Boston University’s Community Service Center is home to Student Food Rescue (SFR), which fights for food justice in Boston. By delivering food to shelters or prepping healthy meals in a local soup kitchen, SFR strives to offer everyone in Boston, despite barriers, an opportunity to share in love and nourishment. It’s a privilege too often taken for granted.

As a Boston-based program, SFR can target malnourishment problems in the city itself. Food access is tethered to our surroundings, and an urban environment can prevent large populations from accessing fresh food. With an increasing amount of food deserts (areas without grocery stores or food vendors) in low-income communities, it’s difficult to create a space for equity.

With more people living in urban settings, food access has become an ever-expanding problem.

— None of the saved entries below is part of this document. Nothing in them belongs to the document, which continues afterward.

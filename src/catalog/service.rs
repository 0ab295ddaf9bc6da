//! Single-owner catalog service.
//!
//! One tokio task owns the [`PageState`]. Handlers reach it through a
//! [`CatalogHandle`], which sends a [`Command`] over a bounded channel and
//! awaits the reply. Each command runs to completion before the next one is
//! taken, so every transition sees a consistent catalog.

use tokio::sync::{mpsc, oneshot};

use crate::catalog::error::{CatalogError, CatalogResult};
use crate::catalog::page::{FormState, PageState, PageView, ProductForm};
use crate::catalog::store::{Catalog, Product};
use crate::catalog::validate::{validate_product_form, validate_product_id};
use crate::observability::metrics;

/// Default depth of the command channel.
pub const DEFAULT_CHANNEL_DEPTH: usize = 64;

/// A page transition requested by a handler.
#[derive(Debug, Clone, PartialEq, Eq)]
pub enum Command {
    /// Current page, unchanged.
    Snapshot,
    /// Show the catalog filtered by the client's search text, or unfiltered
    /// when it sent none.
    List { search_text: Option<String> },
    ShowAddForm,
    ShowEditForm { id: String },
    ShowDeleteForm { id: String },
    Search { text: String },
    Create { form: ProductForm },
    Update { id: String, form: ProductForm },
    Delete { id: String },
}

impl Command {
    fn name(&self) -> &'static str {
        match self {
            Command::Snapshot => "snapshot",
            Command::List { .. } => "list",
            Command::ShowAddForm => "show_add_form",
            Command::ShowEditForm { .. } => "show_edit_form",
            Command::ShowDeleteForm { .. } => "show_delete_form",
            Command::Search { .. } => "search",
            Command::Create { .. } => "create",
            Command::Update { .. } => "update",
            Command::Delete { .. } => "delete",
        }
    }
}

struct Message {
    command: Command,
    reply: oneshot::Sender<CatalogResult<PageView>>,
}

/// Owner of the page state. Drive it directly with [`CatalogService::apply`]
/// or move it onto a task with [`CatalogService::spawn`].
pub struct CatalogService {
    state: PageState,
}

impl CatalogService {
    pub fn new(catalog: Catalog) -> Self {
        Self {
            state: PageState::new(catalog),
        }
    }

    pub fn state(&self) -> &PageState {
        &self.state
    }

    /// Move the service onto its own task and return a handle to it.
    pub fn spawn(mut self, channel_depth: usize) -> CatalogHandle {
        let (sender, mut receiver) = mpsc::channel::<Message>(channel_depth.max(1));
        metrics::set_product_count(self.state.catalog().len());

        tokio::spawn(async move {
            while let Some(message) = receiver.recv().await {
                let result = self.apply(message.command);
                let _ = message.reply.send(result);
            }
            tracing::debug!("Catalog service stopped");
        });

        CatalogHandle { sender }
    }

    /// Apply one transition and return the resulting page snapshot.
    pub fn apply(&mut self, command: Command) -> CatalogResult<PageView> {
        let name = command.name();
        let result = match command {
            Command::Snapshot => Ok(self.state.view()),
            Command::List { search_text } => self.list(search_text),
            Command::ShowAddForm => self.show_add_form(),
            Command::ShowEditForm { id } | Command::ShowDeleteForm { id } => {
                self.show_product_form(&id)
            }
            Command::Search { text } => self.search(&text),
            Command::Create { form } => self.create(&form),
            Command::Update { id, form } => self.update(&id, &form),
            Command::Delete { id } => self.delete(&id),
        };

        if let Err(e) = &result {
            tracing::debug!(command = name, error = %e, "Catalog command rejected");
        }
        metrics::set_product_count(self.state.catalog().len());
        result
    }

    fn list(&mut self, search_text: Option<String>) -> CatalogResult<PageView> {
        self.state.set_search_text(search_text.unwrap_or_default());
        Ok(self.state.view())
    }

    fn show_add_form(&mut self) -> CatalogResult<PageView> {
        self.state.reset_form();
        Ok(self.state.view())
    }

    fn show_product_form(&mut self, id: &str) -> CatalogResult<PageView> {
        let idx = validate_product_id(id, self.state.catalog())?;
        let product = self.product_at(idx, id)?;

        self.state.reset_form();
        self.state.set_form(FormState::from_product(&product));
        self.state.set_target(Some(product.id));
        Ok(self.state.view())
    }

    fn search(&mut self, text: &str) -> CatalogResult<PageView> {
        self.state.set_search_text(text.trim_end());
        Ok(self.state.view())
    }

    fn create(&mut self, form: &ProductForm) -> CatalogResult<PageView> {
        let form = form.trimmed();
        self.state.reset_form();

        let price_cents = validate_product_form(&form, None, true, &mut self.state)
            .map_err(|_| self.validation_failed())?;

        let product = self
            .state
            .catalog_mut()
            .create(form.name, form.description, price_cents);
        tracing::info!(id = product.id, name = %product.name, price_cents, "Product created");

        self.state.reset_form();
        self.state.refresh();
        Ok(self.state.view())
    }

    fn update(&mut self, id: &str, form: &ProductForm) -> CatalogResult<PageView> {
        let idx = validate_product_id(id, self.state.catalog())?;
        let current = self.product_at(idx, id)?;
        let form = form.trimmed();

        self.state.reset_form();
        self.state.set_target(Some(current.id));

        let name_changed = form.name != current.name;
        let price_cents =
            validate_product_form(&form, Some(current.id), name_changed, &mut self.state)
                .map_err(|_| self.validation_failed())?;

        if let Some(product) = self.state.catalog_mut().get_mut(idx) {
            product.name = form.name;
            product.description = form.description;
            product.price_cents = price_cents;
            tracing::info!(id = product.id, name = %product.name, price_cents, "Product updated");
        }

        self.state.reset_form();
        self.state.refresh();
        Ok(self.state.view())
    }

    fn delete(&mut self, id: &str) -> CatalogResult<PageView> {
        let idx = validate_product_id(id, self.state.catalog())?;
        let removed = self.state.catalog_mut().remove(idx);
        tracing::info!(id = removed.id, name = %removed.name, "Product deleted");

        self.state.reset_form();
        self.state.refresh();
        Ok(self.state.view())
    }

    fn product_at(&self, idx: usize, id: &str) -> CatalogResult<Product> {
        self.state
            .catalog()
            .get(idx)
            .cloned()
            .ok_or_else(|| CatalogError::NotFound(id.to_string()))
    }

    fn validation_failed(&self) -> CatalogError {
        CatalogError::ValidationFailed(Box::new(self.state.view()))
    }
}

/// Cloneable client side of the catalog service.
#[derive(Clone)]
pub struct CatalogHandle {
    sender: mpsc::Sender<Message>,
}

impl CatalogHandle {
    /// Send a command and wait for the resulting page.
    pub async fn send(&self, command: Command) -> CatalogResult<PageView> {
        let (reply, response) = oneshot::channel();
        self.sender
            .send(Message { command, reply })
            .await
            .map_err(|_| CatalogError::Unavailable)?;

        response.await.map_err(|_| CatalogError::Unavailable)?
    }

    pub async fn snapshot(&self) -> CatalogResult<PageView> {
        self.send(Command::Snapshot).await
    }

    pub async fn list(&self, search_text: Option<String>) -> CatalogResult<PageView> {
        self.send(Command::List { search_text }).await
    }

    pub async fn show_add_form(&self) -> CatalogResult<PageView> {
        self.send(Command::ShowAddForm).await
    }

    pub async fn show_edit_form(&self, id: impl Into<String>) -> CatalogResult<PageView> {
        self.send(Command::ShowEditForm { id: id.into() }).await
    }

    pub async fn show_delete_form(&self, id: impl Into<String>) -> CatalogResult<PageView> {
        self.send(Command::ShowDeleteForm { id: id.into() }).await
    }

    pub async fn search(&self, text: impl Into<String>) -> CatalogResult<PageView> {
        self.send(Command::Search { text: text.into() }).await
    }

    pub async fn create(&self, form: ProductForm) -> CatalogResult<PageView> {
        self.send(Command::Create { form }).await
    }

    pub async fn update(&self, id: impl Into<String>, form: ProductForm) -> CatalogResult<PageView> {
        self.send(Command::Update { id: id.into(), form }).await
    }

    pub async fn delete(&self, id: impl Into<String>) -> CatalogResult<PageView> {
        self.send(Command::Delete { id: id.into() }).await
    }
}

According to Tiffany Guan, SFR Co-Coordinator, “More food is transported into the city from agricultural areas in order to feed the urban population, but there has been a development of food deserts. You would think that the public transportation system in the cities would make it easier to access grocery stores and markets, but the high price of living in the city has driven them out of the city.”

While food is still available in low-income areas, the variety is limited and must be purchased at a corner-store or through fast-food restaurants. Because fast-food restaurants offer limited and often unhealthy options, fast-food contributes to the inequity between high-income and low-income spaces.

Taylor Whitman, SFR Co-Coordinator, said, “With the lack of transit infrastructure in low-income areas, the everyday grocery shopping that many BU students are accustomed to is just not feasible in these communities.”

Access to food outlets follows a general city gradient, where urbanized areas – those with higher population density (usually in the city’s center) – are more likely to have stores and restaurants.

According to Taylor, who has lived in Boston for 3 years, “In urban communities, some of the highest property values are centered around shopping and transit areas. Fenway, an area with one of the highest property prices, has the new City Target & Shaws grocery store. This leaves the people who need Shaw’s low prices out in the cold.”

SFR redistributes food to the communities that need it. “While SFR does not facilitate the movement of food into the city, we provide transport through the city. By bringing excess food from one part of Boston to those who need it,  we alleviate food waste and make food more accessible across the city,” says Tiffany.

Would you rather volunteer in meal prepping with local organizations in Boston? SFR has opportunities for you! SFR partners with The Daily Table in Dorchester, a store that provides their community with low-cost, nutritious food. “Healthy food is part of the lifestyle change that these communities need to be able to access and embrace,” Taylor said.

Join SFR today!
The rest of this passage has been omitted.